Destiny Pharma PLC on Tuesday said it had started a safety study to enable its XF-73 treatment to be labelled as an Investigational New Drug.

Brighton, England-based Destiny is a clinical stage biotechnology company focused on the development of medicines to prevent life-threatening infections.

The US Food & Drug Administration’s Investigational New Drug programme is the process through which permission is granted for a treatment to begin human clinical trials.

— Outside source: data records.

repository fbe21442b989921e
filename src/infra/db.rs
use sqlx::{PgPool, postgres::PgPoolOptions};
use tracing::info;

pub async fn init_db(database_url: &str) -> anyhow::Result<PgPool> {
    let pool = PgPoolOptions::new()
        .max_connections(5)
        .connect(database_url)
        .await
        .map_err(|e| {
            anyhow::anyhow!("Postgres connection failed (check DATABASE_URL/password): {e}")
        })?;

    info!("Connected to database!");
    Ok(pool)
}
use std::sync::Arc;

use async_trait::async_trait;
use secrecy::{ExposeSecret, SecretString};
use tracing::instrument;
use uuid::Uuid;

use crate::{
    app_error::{AppError, AppResult},
    domain::entities::{agent::Agent, user::Role},
    guard::{Caller, require_organizer},
    scope::org_scope,
    use_cases::{
        EmailSender,
        auth::{UserRepo, encode_password, validate_email, validate_username},
    },
};

/// Agent row joined with its backing user, the shape every read returns.
#[derive(Debug, Clone)]
pub struct AgentProfile {
    pub id: Uuid,
    pub user_id: Uuid,
    pub username: String,
    pub email: String,
    pub organization_id: Uuid,
    pub created_at: Option<chrono::NaiveDateTime>,
}

#[async_trait]
pub trait AgentRepo: Send + Sync {
    async fn create(&self, user_id: Uuid, organization_id: Uuid) -> AppResult<Agent>;
    async fn list(&self, organization_id: Uuid) -> AppResult<Vec<AgentProfile>>;
    async fn get(&self, organization_id: Uuid, agent_id: Uuid) -> AppResult<Option<AgentProfile>>;
    /// Unscoped lookup, used for identity resolution and for the
    /// explicit cross-tenant assignment check.
    async fn get_by_id(&self, agent_id: Uuid) -> AppResult<Option<Agent>>;
    async fn get_by_user(&self, user_id: Uuid) -> AppResult<Option<Agent>>;
    async fn delete(&self, organization_id: Uuid, agent_id: Uuid) -> AppResult<()>;
}

#[derive(Clone)]
pub struct AgentUseCases {
    user_repo: Arc<dyn UserRepo>,
    agent_repo: Arc<dyn AgentRepo>,
    email: Arc<dyn EmailSender>,
    temp_password: SecretString,
}

impl AgentUseCases {
    pub fn new(
        user_repo: Arc<dyn UserRepo>,
        agent_repo: Arc<dyn AgentRepo>,
        email: Arc<dyn EmailSender>,
        temp_password: SecretString,
    ) -> Self {
        Self {
            user_repo,
            agent_repo,
            email,
            temp_password,
        }
    }

    /// Provision an agent: a backing user with the configured temporary
    /// credential, an agent record bound to the organizer's tenant, and
    /// an invitation mail. The mail is best-effort; a delivery failure
    /// never undoes the records.
    #[instrument(skip(self, caller), fields(organization_id = %caller.organization_id))]
    pub async fn create_agent(
        &self,
        caller: &Caller,
        username: &str,
        email: &str,
    ) -> AppResult<AgentProfile> {
        require_organizer(caller)?;
        validate_username(username)?;
        validate_email(email)?;

        let hash = encode_password(self.temp_password.expose_secret());
        let user = self
            .user_repo
            .create_user(username, email, &hash, Role::Agent)
            .await?;
        let agent = self.agent_repo.create(user.id, org_scope(caller)).await?;

        if let Err(err) = self
            .email
            .send(
                &user.email,
                "You are invited to be an agent",
                "You were added as an agent on the CRM. Please log in to start working.",
            )
            .await
        {
            tracing::warn!(error = ?err, agent_id = %agent.id, "Agent invitation mail failed");
        }

        Ok(AgentProfile {
            id: agent.id,
            user_id: user.id,
            username: user.username,
            email: user.email,
            organization_id: agent.organization_id,
            created_at: agent.created_at,
        })
    }

    #[instrument(skip(self, caller), fields(organization_id = %caller.organization_id))]
    pub async fn list_agents(&self, caller: &Caller) -> AppResult<Vec<AgentProfile>> {
        require_organizer(caller)?;
        self.agent_repo.list(org_scope(caller)).await
    }

    #[instrument(skip(self, caller), fields(organization_id = %caller.organization_id))]
    pub async fn get_agent(&self, caller: &Caller, agent_id: Uuid) -> AppResult<AgentProfile> {
        require_organizer(caller)?;
        self.agent_repo
            .get(org_scope(caller), agent_id)
            .await?
            .ok_or(AppError::NotFound)
    }

    /// Edits land on the backing user; the agent row itself only ties
    /// user to tenant.
    #[instrument(skip(self, caller), fields(organization_id = %caller.organization_id))]
    pub async fn update_agent(
        &self,
        caller: &Caller,
        agent_id: Uuid,
        username: &str,
        email: &str,
    ) -> AppResult<AgentProfile> {
        require_organizer(caller)?;
        validate_username(username)?;
        validate_email(email)?;

        let agent = self
            .agent_repo
            .get(org_scope(caller), agent_id)
            .await?
            .ok_or(AppError::NotFound)?;

        let user = self
            .user_repo
            .update_user(agent.user_id, username, email)
            .await?;

        Ok(AgentProfile {
            username: user.username,
            email: user.email,
            ..agent
        })
    }

    #[instrument(skip(self, caller), fields(organization_id = %caller.organization_id))]
    pub async fn delete_agent(&self, caller: &Caller, agent_id: Uuid) -> AppResult<()> {
        require_organizer(caller)?;
        self.agent_repo.delete(org_scope(caller), agent_id).await
    }
}
use uuid::Uuid;

use crate::app_error::{AppError, AppResult};
use crate::domain::entities::user::Role;

/// The authenticated caller, as resolved from the access token by the
/// HTTP layer. `organization_id` is the caller's own tenant for
/// organizers, and the employing tenant for agents. `agent_id` is set
/// only for agents.
#[derive(Debug, Clone)]
pub struct Caller {
    pub user_id: Uuid,
    pub role: Role,
    pub organization_id: Uuid,
    pub agent_id: Option<Uuid>,
}

impl Caller {
    pub fn is_organizer(&self) -> bool {
        self.role == Role::Organizer
    }
}

/// Gate for organizer-only operations. An unauthenticated request never
/// reaches this point (no `Caller` can be built without a valid token),
/// so rejecting non-organizers here means a request is blocked whenever
/// either condition fails.
pub fn require_organizer(caller: &Caller) -> AppResult<()> {
    if !caller.is_organizer() {
        return Err(AppError::InvalidCredentials);
    }
    Ok(())
}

Destiny is developing a Dermal formulation, XF-73, for the prevention of infections from open wounds and broken skin, including diabetic foot ulcers. The company said up to 25% of US diabetic patients may suffer from diabetic foot ulcers in their lifetime, and around 13% have active ulcers.

Destiny said the XF-73 Dermal product is planned to kill all relevant bacteria quickly to aid healing and prevent antimicrobial resistance.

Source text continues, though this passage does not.